Saturday, November 30, 2013
Review: The Castafiore Emerald
The Castafiore Emerald is unique in the Tintin canon because it takes place entirely at Marlinspike Hall, the estate of Captain Haddock. Most of the entries in this series are globe- trotting affairs, with Tintin and his companions having all manner of adventures in various exotic locales. Here the adventure comes to Tintin and Haddock for a change- but its more a comedy of errors than an adventure at times. After the events of Tintin in Tibet (see my review here), Tintin and Captain Haddock are relaxing at Marlinspike. They're out for a walk one morning when they spy a gypsy camp near a landfill. They soon discover that the gypsies, who are looked down upon by the communities they pass through, have been forbidden to camp anywhere other than the landfill.

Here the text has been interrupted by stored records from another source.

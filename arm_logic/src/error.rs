//! Error taxonomy shared by loading, evaluation and the interpreter lifecycle.
//!
//! Tracking misses and protocol signals (exit event, kill program) are not errors and
//! never appear here: misses are `None`, signals are [`crate::command::Outcome`] values.

use std::time::Duration;
use thiserror::Error;

/// A problem found while building an Event or Command from its saved record.
///
/// These are accumulated, never fatal to sibling items. The `Display` text doubles as the
/// error-kind key of a [`crate::interpreter::LoadReport`].
#[derive(Debug, Clone, Error, PartialEq, Eq, Hash, PartialOrd, Ord)]
pub enum ConstructionError {
    #[error("robot is not connected")]
    RobotNotConnected,
    #[error("camera is not connected")]
    CameraNotConnected,
    #[error("object '{0}' could not be found")]
    ObjectNotFound(String),
    #[error("camera/robot coordinate calibration has not been performed")]
    CalibrationMissing,
    #[error("motion calibration has not been performed")]
    MotionCalibrationMissing,
    #[error("missing parameter '{0}'")]
    MissingParameter(String),
    #[error("invalid parameter '{name}': {reason}")]
    InvalidParameter { name: String, reason: String },
    #[error("unknown event type '{0}'")]
    UnknownEventType(String),
    #[error("unknown command type '{0}'")]
    UnknownCommandType(String),
}

/// A fault raised while evaluating an expression or script. Always contained by the
/// evaluator and surfaced as a failed evaluation.
#[derive(Debug, Clone, Error, PartialEq)]
pub enum EvalError {
    #[error("syntax error at {position}: {message}")]
    Parse { message: String, position: usize },
    #[error("name '{0}' is not defined")]
    UnknownSymbol(String),
    #[error("function '{0}' is not available")]
    UnknownFunction(String),
    #[error("{name}() takes {expected} argument(s), {found} given")]
    Arity {
        name: String,
        expected: String,
        found: usize,
    },
    #[error("division by zero")]
    DivisionByZero,
    #[error("math domain error in {0}")]
    Domain(String),
    #[error("type error: {0}")]
    Type(String),
    #[error("expression produced no value")]
    NoValue,
    #[error("sleep interrupted by stop request")]
    Cancelled,
    #[error("{0}")]
    Host(String),
}

impl EvalError {
    pub(crate) fn parse(message: impl Into<String>, position: usize) -> Self {
        EvalError::Parse {
            message: message.into(),
            position,
        }
    }

    pub(crate) fn arity(name: &str, expected: impl Into<String>, found: usize) -> Self {
        EvalError::Arity {
            name: name.to_string(),
            expected: expected.into(),
            found,
        }
    }
}

/// Failures of the interpreter's controller-side operations.
#[derive(Debug, Error)]
pub enum InterpreterError {
    #[error("a program is already running")]
    AlreadyRunning,
    #[error("no program is running")]
    NotRunning,
    #[error("the program cannot be changed while it is running")]
    ProgramLocked,
    #[error("the program worker did not exit within {0:?}")]
    StopTimeout(Duration),
    #[error("the program worker failed: {0}")]
    Worker(String),
    #[error("starting a program requires a tokio runtime")]
    NoRuntime,
}
// THEORY:
// A `MotionPath` is a recorded demonstration: a time-stamped list of servo poses the arm
// passed through while a user moved it by hand. This module only holds the data and
// the pure transformations applied before playback (speed scaling and reversal).
// Playback itself needs a robot and a cancellation signal, and lives in `robot_vision`.

use serde::{Deserialize, Serialize};
use std::time::Duration;
use thiserror::Error;

#[derive(Debug, Error, PartialEq)]
pub enum PathError {
    #[error("playback speed must be a positive number, got {0}")]
    InvalidSpeed(f64),
    #[error("playback at speed {0} stretches the recording past any representable time")]
    TooSlow(f64),
}

/// One recorded sample. `time` is seconds since the start of the recording.
#[derive(Debug, Clone, PartialEq, Serialize, Deserialize)]
pub struct PathFrame {
    pub time: f64,
    /// Servo angles in degrees, indexed by servo number.
    pub angles: Vec<f64>,
    #[serde(default)]
    pub gripper: Option<bool>,
}

#[derive(Debug, Clone, Default, PartialEq, Serialize, Deserialize)]
pub struct MotionPath {
    pub frames: Vec<PathFrame>,
}

impl MotionPath {
    pub fn new(frames: Vec<PathFrame>) -> Self {
        Self { frames }
    }

    pub fn duration(&self) -> f64 {
        self.frames.last().map(|f| f.time).unwrap_or(0.0)
    }

    /// Returns a copy retimed for playback at `speed` (2.0 plays twice as fast).
    /// With `reversed`, the poses play back to front while the time column keeps its
    /// original order, so the gaps between samples are preserved.
    pub fn retimed(&self, speed: f64, reversed: bool) -> Result<MotionPath, PathError> {
        if !speed.is_finite() || speed <= 0.0 {
            return Err(PathError::InvalidSpeed(speed));
        }
        let scale = 1.0 / speed;
        let times: Vec<f64> = self.frames.iter().map(|f| f.time * scale).collect();
        if times.iter().any(|t| Duration::try_from_secs_f64(t.max(0.0)).is_err()) {
            return Err(PathError::TooSlow(speed));
        }
        let mut poses: Vec<(Vec<f64>, Option<bool>)> = self
            .frames
            .iter()
            .map(|f| (f.angles.clone(), f.gripper))
            .collect();
        if reversed {
            poses.reverse();
        }
        let frames = times
            .into_iter()
            .zip(poses)
            .map(|(time, (angles, gripper))| PathFrame { time, angles, gripper })
            .collect();
        Ok(MotionPath { frames })
    }
}

#[cfg(test)]
mod tests {
    use super::*;

    fn recording() -> MotionPath {
        MotionPath::new(vec![
            PathFrame { time: 0.0, angles: vec![10.0, 20.0, 30.0, 40.0], gripper: None },
            PathFrame { time: 0.5, angles: vec![11.0, 21.0, 31.0, 41.0], gripper: Some(true) },
            PathFrame { time: 2.0, angles: vec![12.0, 22.0, 32.0, 42.0], gripper: None },
        ])
    }

    #[test]
    fn doubling_speed_halves_durations() {
        let fast = recording().retimed(2.0, false).unwrap();
        let times: Vec<f64> = fast.frames.iter().map(|f| f.time).collect();
        assert_eq!(times, vec![0.0, 0.25, 1.0]);
        assert_eq!(fast.frames[1].angles, vec![11.0, 21.0, 31.0, 41.0]);
    }

    #[test]
    fn reversal_flips_poses_but_keeps_time_order() {
        let back = recording().retimed(1.0, true).unwrap();
        let times: Vec<f64> = back.frames.iter().map(|f| f.time).collect();
        assert_eq!(times, vec![0.0, 0.5, 2.0]);
        assert_eq!(back.frames[0].angles, vec![12.0, 22.0, 32.0, 42.0]);
        assert_eq!(back.frames[2].angles, vec![10.0, 20.0, 30.0, 40.0]);
        assert_eq!(back.frames[1].gripper, Some(true));
    }

    #[test]
    fn non_positive_speed_is_rejected() {
        assert_eq!(recording().retimed(0.0, false), Err(PathError::InvalidSpeed(0.0)));
        assert!(recording().retimed(-1.0, true).is_err());
        assert!(recording().retimed(f64::NAN, false).is_err());
    }

    #[test]
    fn vanishing_speed_is_rejected() {
        assert_eq!(recording().retimed(1e-20, false), Err(PathError::TooSlow(1e-20)));
        assert!(recording().retimed(f64::MIN_POSITIVE, true).is_err());
    }
}
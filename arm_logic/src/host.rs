// THEORY:
// `EnvironmentHost` is what a running program's scripts see behind the dotted names
// `robot`, `vision`, `resources`, `settings` and `frame`. Each handle exposes a short,
// explicit list of operations; anything else is an unknown function. `sleep` waits on
// the run's cancellation token, so a sleeping script stops with the program.

use crate::cancel::sleep_cancellable;
use crate::environment::Environment;
use crate::error::EvalError;
use crate::namespace::{Host, Value};
use std::time::Duration;
use tokio_util::sync::CancellationToken;

pub struct EnvironmentHost<'a> {
    env: &'a Environment,
    token: &'a CancellationToken,
    poll: Duration,
}

impl<'a> EnvironmentHost<'a> {
    pub fn new(env: &'a Environment, token: &'a CancellationToken, poll: Duration) -> Self {
        Self { env, token, poll }
    }
}

fn number(args: &[Value], index: usize) -> Result<f64, EvalError> {
    args.get(index).ok_or(EvalError::NoValue)?.as_number()
}

fn text(args: &[Value], index: usize) -> Result<String, EvalError> {
    match args.get(index) {
        Some(Value::Text(t)) => Ok(t.clone()),
        Some(other) => Ok(other.to_string()),
        None => Err(EvalError::NoValue),
    }
}

fn flag(args: &[Value], index: usize) -> bool {
    args.get(index).is_some_and(Value::truthy)
}

fn servo(args: &[Value], index: usize) -> Result<usize, EvalError> {
    let value = number(args, index)?;
    if value.fract() == 0.0 && (0.0..4.0).contains(&value) {
        Ok(value as usize)
    } else {
        Err(EvalError::Type(format!("servo index must be 0 to 3, got {value}")))
    }
}

fn expect_args(name: &[String], args: &[Value], min: usize, max: usize) -> Result<(), EvalError> {
    if (min..=max).contains(&args.len()) {
        Ok(())
    } else {
        let expected = if min == max { min.to_string() } else { format!("{min} to {max}") };
        Err(EvalError::arity(&name.join("."), expected, args.len()))
    }
}

impl EnvironmentHost<'_> {
    fn robot_call(&self, path: &[String], method: &str, args: &[Value]) -> Result<Value, EvalError> {
        let robot = self
            .env
            .connected_robot()
            .ok_or_else(|| EvalError::Host("robot is not connected".to_string()))?;
        match method {
            "set_pos" => {
                expect_args(path, args, 3, 4)?;
                robot.set_pos(number(args, 0)?, number(args, 1)?, number(args, 2)?, flag(args, 3));
            }
            "set_servo_angle" => {
                expect_args(path, args, 2, 3)?;
                robot.set_servo_angles(&[(servo(args, 0)?, number(args, 1)?)], flag(args, 2));
            }
            "set_speed" => {
                expect_args(path, args, 1, 1)?;
                robot.set_speed(number(args, 0)?);
            }
            "set_gripper" => {
                expect_args(path, args, 1, 1)?;
                robot.set_gripper(flag(args, 0));
            }
            "set_buzzer" => {
                expect_args(path, args, 2, 2)?;
                robot.set_buzzer(number(args, 0)?, number(args, 1)?);
            }
            "attach" | "detach" => {
                expect_args(path, args, 1, 1)?;
                robot.set_active_servos(&[(servo(args, 0)?, method == "attach")]);
            }
            "attach_all" | "detach_all" => {
                expect_args(path, args, 0, 0)?;
                robot.set_all_servos_active(method == "attach_all");
            }
            "is_connected" => return Ok(Value::Bool(true)),
            _ => return Err(EvalError::UnknownFunction(path.join("."))),
        }
        Ok(Value::Nothing)
    }

    fn vision_call(&self, path: &[String], method: &str, args: &[Value]) -> Result<Value, EvalError> {
        let vision = self
            .env
            .connected_vision()
            .ok_or_else(|| EvalError::Host("camera is not connected".to_string()))?;
        match method {
            "is_seen" => {
                expect_args(path, args, 1, 3)?;
                let name = text(args, 0)?;
                let max_age = if args.len() > 1 { number(args, 1)?.max(0.0) as u64 } else { 0 };
                let min_points = if args.len() > 2 { number(args, 2)?.max(0.0) as usize } else { 0 };
                Ok(Value::Bool(vision.search_tracked_history(&name, max_age, min_points).is_some()))
            }
            "center_x" | "center_y" | "points" => {
                expect_args(path, args, 1, 2)?;
                let name = text(args, 0)?;
                let max_age = if args.len() > 1 { number(args, 1)?.max(0.0) as u64 } else { u64::MAX };
                let tracked = vision
                    .search_tracked_history(&name, max_age, 0)
                    .ok_or_else(|| EvalError::Host(format!("'{name}' has not been seen")))?;
                Ok(Value::Number(match method {
                    "center_x" => tracked.center.x,
                    "center_y" => tracked.center.y,
                    _ => tracked.match_count() as f64,
                }))
            }
            "motion" => {
                expect_args(path, args, 0, 0)?;
                Ok(Value::Number(vision.motion_level()))
            }
            "frame_count" => {
                expect_args(path, args, 0, 0)?;
                Ok(Value::Number(vision.frame_count() as f64))
            }
            _ => Err(EvalError::UnknownFunction(path.join("."))),
        }
    }

    fn resources_call(&self, path: &[String], method: &str, args: &[Value]) -> Result<Value, EvalError> {
        let resources = &self.env.resources;
        match method {
            "count" => {
                expect_args(path, args, 0, 0)?;
                Ok(Value::Number(resources.trackable_names().len() as f64))
            }
            "has" => {
                expect_args(path, args, 1, 1)?;
                let name = text(args, 0)?;
                Ok(Value::Bool(
                    resources.trackable(&name).is_some() || resources.motion_path(&name).is_some(),
                ))
            }
            "height" => {
                expect_args(path, args, 1, 1)?;
                let name = text(args, 0)?;
                resources
                    .trackable(&name)
                    .map(|t| Value::Number(t.height))
                    .ok_or_else(|| EvalError::Host(format!("object '{name}' could not be found")))
            }
            _ => Err(EvalError::UnknownFunction(path.join("."))),
        }
    }

    fn frame_dimensions(&self) -> Result<(u32, u32), EvalError> {
        self.env
            .connected_vision()
            .map(|vision| vision.frame_source().dimensions())
            .ok_or_else(|| EvalError::Host("camera is not connected".to_string()))
    }

    fn settings_attribute(&self, path: &[String], field: &str) -> Result<Value, EvalError> {
        let settings = &self.env.settings;
        match field {
            "cameraID" => settings
                .camera_id
                .map(|id| Value::Number(id as f64))
                .ok_or_else(|| EvalError::Host("no camera is configured".to_string())),
            "robotID" => Ok(Value::Text(settings.robot_id.clone().unwrap_or_default())),
            "groundHeight" => settings
                .coord_calibrations
                .ground_pos
                .map(|pos| Value::Number(pos[2]))
                .ok_or_else(|| EvalError::Host("coordinate calibration has not been performed".to_string())),
            "motionLow" | "motionHigh" => settings
                .motion_calibrations
                .map(|m| Value::Number(if field == "motionLow" { m.low } else { m.high }))
                .ok_or_else(|| EvalError::Host("motion calibration has not been performed".to_string())),
            _ => Err(EvalError::UnknownSymbol(path.join("."))),
        }
    }
}

impl Host for EnvironmentHost<'_> {
    fn call(&self, path: &[String], args: &[Value]) -> Result<Value, EvalError> {
        match path {
            [handle, method] => match handle.as_str() {
                "robot" => self.robot_call(path, method, args),
                "vision" => self.vision_call(path, method, args),
                "resources" => self.resources_call(path, method, args),
                "frame" => {
                    expect_args(path, args, 0, 0)?;
                    let (width, height) = self.frame_dimensions()?;
                    match method.as_str() {
                        "width" => Ok(Value::Number(width as f64)),
                        "height" => Ok(Value::Number(height as f64)),
                        _ => Err(EvalError::UnknownFunction(path.join("."))),
                    }
                }
                _ => Err(EvalError::UnknownFunction(path.join("."))),
            },
            _ => Err(EvalError::UnknownFunction(path.join("."))),
        }
    }

    fn attribute(&self, path: &[String]) -> Result<Value, EvalError> {
        match path {
            [handle, field] if handle == "settings" => self.settings_attribute(path, field),
            [handle, field] if handle == "frame" => {
                let (width, height) = self.frame_dimensions()?;
                match field.as_str() {
                    "width" => Ok(Value::Number(width as f64)),
                    "height" => Ok(Value::Number(height as f64)),
                    _ => Err(EvalError::UnknownSymbol(path.join("."))),
                }
            }
            _ => Err(EvalError::UnknownSymbol(path.join("."))),
        }
    }

    fn sleep(&self, duration: Duration) -> bool {
        sleep_cancellable(duration, self.token, self.poll)
    }

    fn print(&self, message: &str) {
        tracing::info!(target: "script", "{message}");
    }
}
//! # equivalency
//!
//! Decide whether a document reported by a remote system differs from the
//! document a user declared, when the remote side:
//!
//! - reorders object keys,
//! - fills in empty arrays/objects for fields the user never set,
//! - reorders the elements of set-like arrays (environment variables, ...).
//!
//! Plain deep equality reports perpetual drift in those cases. The
//! [`Comparator`] normalizes both sides first:
//!
//! 1. every key whose value is an empty array or empty object is removed,
//!    at any depth;
//! 2. arrays under a designated *unordered* key are compared as multisets;
//! 3. everything else compares structurally, array order significant.
//!
//! ## Example
//!
//! ```
//! use equivalency::Comparator;
//!
//! let comparator = Comparator::new(["environment"]);
//! let desired = r#"{"image": "busybox", "environment": [{"name": "A"}, {"name": "B"}]}"#;
//! let remote = r#"{"environment": [{"name": "B"}, {"name": "A"}], "image": "busybox", "volumes": []}"#;
//! assert!(comparator.equivalent(desired, remote).unwrap());
//! ```

#![warn(missing_docs)]
#![warn(clippy::all)]

use serde_json::{Map, Value};
use std::collections::BTreeSet;

/// Errors from document comparison.
#[derive(Debug, thiserror::Error)]
pub enum Error {
    /// One side is not well-formed JSON.
    #[error("malformed {side} document: {source}")]
    Malformed {
        /// Which input failed to parse.
        side: Side,
        /// Parser error.
        #[source]
        source: serde_json::Error,
    },
}

/// Result type alias for comparisons.
pub type Result<T> = std::result::Result<T, Error>;

/// Which of the two compared documents an error refers to.
#[derive(Debug, Clone, Copy, PartialEq, Eq)]
pub enum Side {
    /// The user's declared document.
    Desired,
    /// The document reported by the remote system.
    Remote,
}

impl std::fmt::Display for Side {
    fn fmt(&self, f: &mut std::fmt::Formatter<'_>) -> std::fmt::Result {
        match self {
            Self::Desired => write!(f, "desired"),
            Self::Remote => write!(f, "remote"),
        }
    }
}

/// Structural comparator with a configurable set of order-insensitive keys.
#[derive(Debug, Clone, Default)]
pub struct Comparator {
    unordered: BTreeSet<String>,
}

impl Comparator {
    /// Create a comparator treating arrays under `unordered` keys as multisets.
    pub fn new<I, S>(unordered: I) -> Self
    where
        I: IntoIterator<Item = S>,
        S: Into<String>,
    {
        Self {
            unordered: unordered.into_iter().map(Into::into).collect(),
        }
    }

    /// Comparator for container property documents (`environment` unordered).
    #[must_use]
    pub fn container_properties() -> Self {
        Self::new(["environment"])
    }

    /// Keys compared as multisets.
    pub fn unordered_keys(&self) -> impl Iterator<Item = &str> {
        self.unordered.iter().map(String::as_str)
    }

    /// Compare two JSON texts.
    ///
    /// Blank input is read as an empty document, so two blank inputs are
    /// equivalent.
    ///
    /// # Errors
    ///
    /// Returns [`Error::Malformed`] when either side does not parse.
    pub fn equivalent(&self, desired: &str, remote: &str) -> Result<bool> {
        let desired = parse_document(desired, Side::Desired)?;
        let remote = parse_document(remote, Side::Remote)?;
        Ok(self.equivalent_values(&desired, &remote))
    }

    /// Compare two already-parsed documents.
    #[must_use]
    pub fn equivalent_values(&self, desired: &Value, remote: &Value) -> bool {
        self.normalize(desired) == self.normalize(remote)
    }

    /// Normalized form of a document: empty collections dropped, unordered
    /// arrays sorted into a canonical order.
    #[must_use]
    pub fn normalize(&self, value: &Value) -> Value {
        self.normalize_value(value, false)
    }

    fn normalize_value(&self, value: &Value, unordered: bool) -> Value {
        match value {
            Value::Object(map) => {
                let mut out = Map::new();
                for (key, child) in map {
                    let child = self.normalize_value(child, self.unordered.contains(key));
                    if !is_empty_collection(&child) {
                        out.insert(key.clone(), child);
                    }
                }
                Value::Object(out)
            }
            Value::Array(items) => {
                let mut items: Vec<Value> = items
                    .iter()
                    .map(|item| self.normalize_value(item, false))
                    .collect();
                if unordered {
                    items.sort_by_cached_key(canonical);
                }
                Value::Array(items)
            }
            scalar => scalar.clone(),
        }
    }
}

/// Compare with the container-properties comparator.
///
/// # Errors
///
/// Returns [`Error::Malformed`] when either side does not parse.
pub fn equivalent(desired: &str, remote: &str) -> Result<bool> {
    Comparator::container_properties().equivalent(desired, remote)
}

/// Parse one side of a comparison, reading blank input as an empty document.
///
/// # Errors
///
/// Returns [`Error::Malformed`] tagged with `side` when `text` does not parse.
pub fn parse_document(text: &str, side: Side) -> Result<Value> {
    if text.trim().is_empty() {
        return Ok(Value::Object(Map::new()));
    }
    serde_json::from_str(text).map_err(|source| Error::Malformed { side, source })
}

fn is_empty_collection(value: &Value) -> bool {
    match value {
        Value::Array(items) => items.is_empty(),
        Value::Object(map) => map.is_empty(),
        _ => false,
    }
}

/// Key-sorted serialization used to order multiset elements.
fn canonical(value: &Value) -> String {
    match value {
        Value::Object(map) => {
            let mut entries: Vec<(&String, &Value)> = map.iter().collect();
            entries.sort_by(|a, b| a.0.cmp(b.0));
            let body: Vec<String> = entries
                .into_iter()
                .map(|(k, v)| format!("{}:{}", Value::String(k.clone()), canonical(v)))
                .collect();
            format!("{{{}}}", body.join(","))
        }
        Value::Array(items) => {
            let body: Vec<String> = items.iter().map(canonical).collect();
            format!("[{}]", body.join(","))
        }
        scalar => scalar.to_string(),
    }
}

#[cfg(test)]
mod tests;
pub mod converge;
pub mod equivalent;
pub mod import;

use anyhow::{Context as AnyhowContext, Result};
use dataapi::{HttpExecutor, StatementExecutor};
use declarative::{ExecutionPlan, KeyedLocks};
use log::debug;
use std::path::{Path, PathBuf};
use std::sync::Arc;

use crate::Context;
use crate::config;
use crate::engine::planner;
use crate::progress;
use crate::resource::Reconcilers;
use crate::schema::{DesiredState, Manifest};
use crate::session::Session;
use crate::state::{ConvergeState, Ledger};

/// Manifest, state and connection for one invocation
pub struct Project {
    pub desired: DesiredState,
    pub reconcilers: Reconcilers,
    pub ledger: Ledger,
    quiet: bool,
}

impl Project {
    /// Resolve paths and endpoint from the command line and load everything
    pub fn load(ctx: &Context) -> Result<Self> {
        let manifest_path = config::manifest_path(ctx.manifest.as_deref())?;
        let manifest = Manifest::load(&manifest_path)?;
        let endpoint = config::endpoint(
            ctx.endpoint.as_deref(),
            manifest.connection.endpoint.as_deref(),
        )?;
        let state_path = config::state_path(ctx.state.as_deref(), &manifest_path);

        debug!("manifest {}", manifest_path.display());
        debug!("state {}", state_path.display());
        debug!("endpoint {endpoint}");

        let mut project = Self::open(
            &manifest,
            state_path,
            Arc::new(HttpExecutor::new(endpoint)),
        )?;
        project.quiet = ctx.quiet;
        if project.desired.is_empty() {
            log::warn!("{} declares no objects", manifest_path.display());
        }
        Ok(project)
    }

    /// Build a project on top of any executor
    pub fn open(
        manifest: &Manifest,
        state_path: PathBuf,
        executor: Arc<dyn StatementExecutor>,
    ) -> Result<Self> {
        let desired = manifest.decode()?;
        let state = ConvergeState::load(&state_path)?;
        let session = Session::new(executor, Arc::new(KeyedLocks::new()));

        Ok(Self {
            desired,
            reconcilers: Reconcilers::new(&session),
            ledger: Ledger::new(state, state_path),
            quiet: true,
        })
    }

    pub fn state_path(&self) -> &Path {
        self.ledger.path()
    }

    /// Refresh and plan toward the manifest
    pub fn plan(&self, target: Option<&str>) -> Result<ExecutionPlan> {
        self.plan_toward(&self.desired, target)
    }

    /// Refresh and plan the removal of everything tracked
    pub fn plan_destroy(&self, target: Option<&str>) -> Result<ExecutionPlan> {
        self.plan_toward(&DesiredState::default(), target)
    }

    fn plan_toward(&self, desired: &DesiredState, target: Option<&str>) -> Result<ExecutionPlan> {
        let spinner = (!self.quiet).then(|| progress::spinner("Refreshing remote state..."));
        let plan = planner::build(&self.reconcilers, desired, &self.ledger);
        if let Some(spinner) = spinner {
            spinner.finish_and_clear();
        }
        Ok(plan
            .context("Could not refresh remote state")?
            .filter_by_target(target))
    }
}

#[cfg(test)]
pub(crate) mod testing {
    use super::*;
    use dataapi::ScriptedExecutor;
    use tempfile::TempDir;

    pub const MANIFEST: &str = r#"
[connection]
resource_arn = "arn:cluster"
secret_arn = "arn:secret"

[roles.app]
name = "app"
login = true

[databases.app]
name = "app"
owner = "app"

[grants.app_tables]
role = "app"
database = "app"
schema = "public"
object_type = "table"
privileges = ["SELECT", "INSERT"]
"#;

    /// Project over a scripted executor with its state in a temp dir
    pub fn project(manifest: &str) -> (Project, ScriptedExecutor, TempDir) {
        let dir = TempDir::new().unwrap();
        let executor = ScriptedExecutor::new();
        let manifest: Manifest = manifest.parse().unwrap();
        let project = Project::open(
            &manifest,
            dir.path().join("pgconverge.state.toml"),
            Arc::new(executor.clone()),
        )
        .unwrap();
        (project, executor, dir)
    }
}

#[cfg(test)]
mod tests {
    use super::testing::{MANIFEST, project};

    #[test]
    fn test_open_decodes_manifest() {
        let (project, _executor, _dir) = project(MANIFEST);
        assert_eq!(project.desired.len(), 3);
        assert!(project.ledger.snapshot().is_empty());
        assert!(project.state_path().ends_with("pgconverge.state.toml"));
    }

    #[test]
    fn test_plan_filters_by_target() {
        let (project, _executor, _dir) = project(MANIFEST);
        let plan = project.plan(Some("roles")).unwrap();
        assert_eq!(plan.total_resources(), 1);
        assert_eq!(project.plan(None).unwrap().total_resources(), 3);
    }

    #[test]
    fn test_destroy_plan_without_state_is_empty() {
        let (project, _executor, _dir) = project(MANIFEST);
        assert!(project.plan_destroy(None).unwrap().is_empty());
    }
}
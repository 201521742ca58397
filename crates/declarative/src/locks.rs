//! Keyed mutual exclusion
//!
//! [`KeyedLocks`] hands out exclusive access per string key. Two callers
//! holding different keys proceed concurrently; a caller asking for a key
//! that is already held blocks until the holder drops its [`LockGuard`].
//!
//! Several keys may be taken at once with [`KeyedLocks::acquire_all`]. The
//! whole set is claimed atomically, so callers that need overlapping sets
//! cannot deadlock on each other.

use log::trace;
use std::collections::BTreeSet;
use std::collections::HashSet;
use std::sync::{Condvar, Mutex, MutexGuard};

/// Registry of held keys shared by every worker of a run
#[derive(Debug, Default)]
pub struct KeyedLocks {
    held: Mutex<HashSet<String>>,
    released: Condvar,
}

impl KeyedLocks {
    pub fn new() -> Self {
        Self::default()
    }

    /// Block until `key` is free, then hold it until the guard drops
    pub fn acquire(&self, key: impl Into<String>) -> LockGuard<'_> {
        self.acquire_all([key.into()])
    }

    /// Block until every key in `keys` is free, then hold all of them
    ///
    /// Duplicate keys are collapsed. An empty set returns a guard that
    /// holds nothing.
    pub fn acquire_all<I, K>(&self, keys: I) -> LockGuard<'_>
    where
        I: IntoIterator<Item = K>,
        K: Into<String>,
    {
        let keys: Vec<String> = keys
            .into_iter()
            .map(Into::into)
            .collect::<BTreeSet<_>>()
            .into_iter()
            .collect();

        let mut held = self.lock_held();
        while keys.iter().any(|k| held.contains(k)) {
            trace!("waiting for lock on {}", keys.join(", "));
            held = match self.released.wait(held) {
                Ok(guard) => guard,
                Err(poisoned) => poisoned.into_inner(),
            };
        }
        for key in &keys {
            held.insert(key.clone());
        }
        drop(held);

        LockGuard { locks: self, keys }
    }

    /// Whether `key` is currently held by anyone
    pub fn is_held(&self, key: &str) -> bool {
        self.lock_held().contains(key)
    }

    /// Number of keys currently held
    pub fn held_count(&self) -> usize {
        self.lock_held().len()
    }

    fn lock_held(&self) -> MutexGuard<'_, HashSet<String>> {
        // A panicking holder still releases its keys in Drop, so the set stays consistent.
        match self.held.lock() {
            Ok(guard) => guard,
            Err(poisoned) => poisoned.into_inner(),
        }
    }
}

/// Releases its keys when dropped, on every exit path
#[derive(Debug)]
#[must_use = "the keys are released as soon as the guard is dropped"]
pub struct LockGuard<'a> {
    locks: &'a KeyedLocks,
    keys: Vec<String>,
}

impl LockGuard<'_> {
    /// Keys held by this guard, sorted
    pub fn keys(&self) -> &[String] {
        &self.keys
    }
}

impl Drop for LockGuard<'_> {
    fn drop(&mut self) {
        if self.keys.is_empty() {
            return;
        }
        let mut held = self.locks.lock_held();
        for key in &self.keys {
            held.remove(key);
        }
        drop(held);
        self.locks.released.notify_all();
    }
}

Haddock, offended by this, offers to let them camp on his property near a stream.
Returning to the house, Tintin and Haddock soon discover they are about to have a houseguest- Bianca Castafiore, the opera diva and nemesis of Haddock. Chaos ensues when Bianca descends upon the house, bringing with her an entourage, her jewels which she constantly misplaces, and a bevy of gossipy journalists who snoop about the grounds. The plot gets zany from there, with a broken step, an obnoxious parrot, and of course a missing emerald- the crown jewel of Bianca's collection. There is no shortage of suspects, and of course the gypsies are suspect as well, but the truth turns out to be a little more complicated than that!
This installment of the series is interesting because, as mentioned earlier, all the action takes place at Marlinspike. It's a nice change of pace from the travel- heavy nature of the previous volumes, and there are enough red herrings that you almost certainly will not guess the identity of the jewel thief. Most of the supporting cast makes an appearance at one point or another, and this makes for some interesting (and often quite humorous) reading. The ridiculously hard of hearing Professor Calculus is also staying at the mansion, and Thompson and Thomson, the bumbling detectives, inevitably make an appearance when the emerald goes missing. Even Jolyon Wagg, the dapper insurance salesman, makes an appearance. Herge pokes a little fun at the journalistic excesses of celebrity culture, and also touches on the social stigma endured by gypsies. This is a fun adventure with madcap humor and the usual goofy plot developments. This episode takes place after Tintin in Tibet but as with most of the Tintin books, this can be read as a standalone with no problem.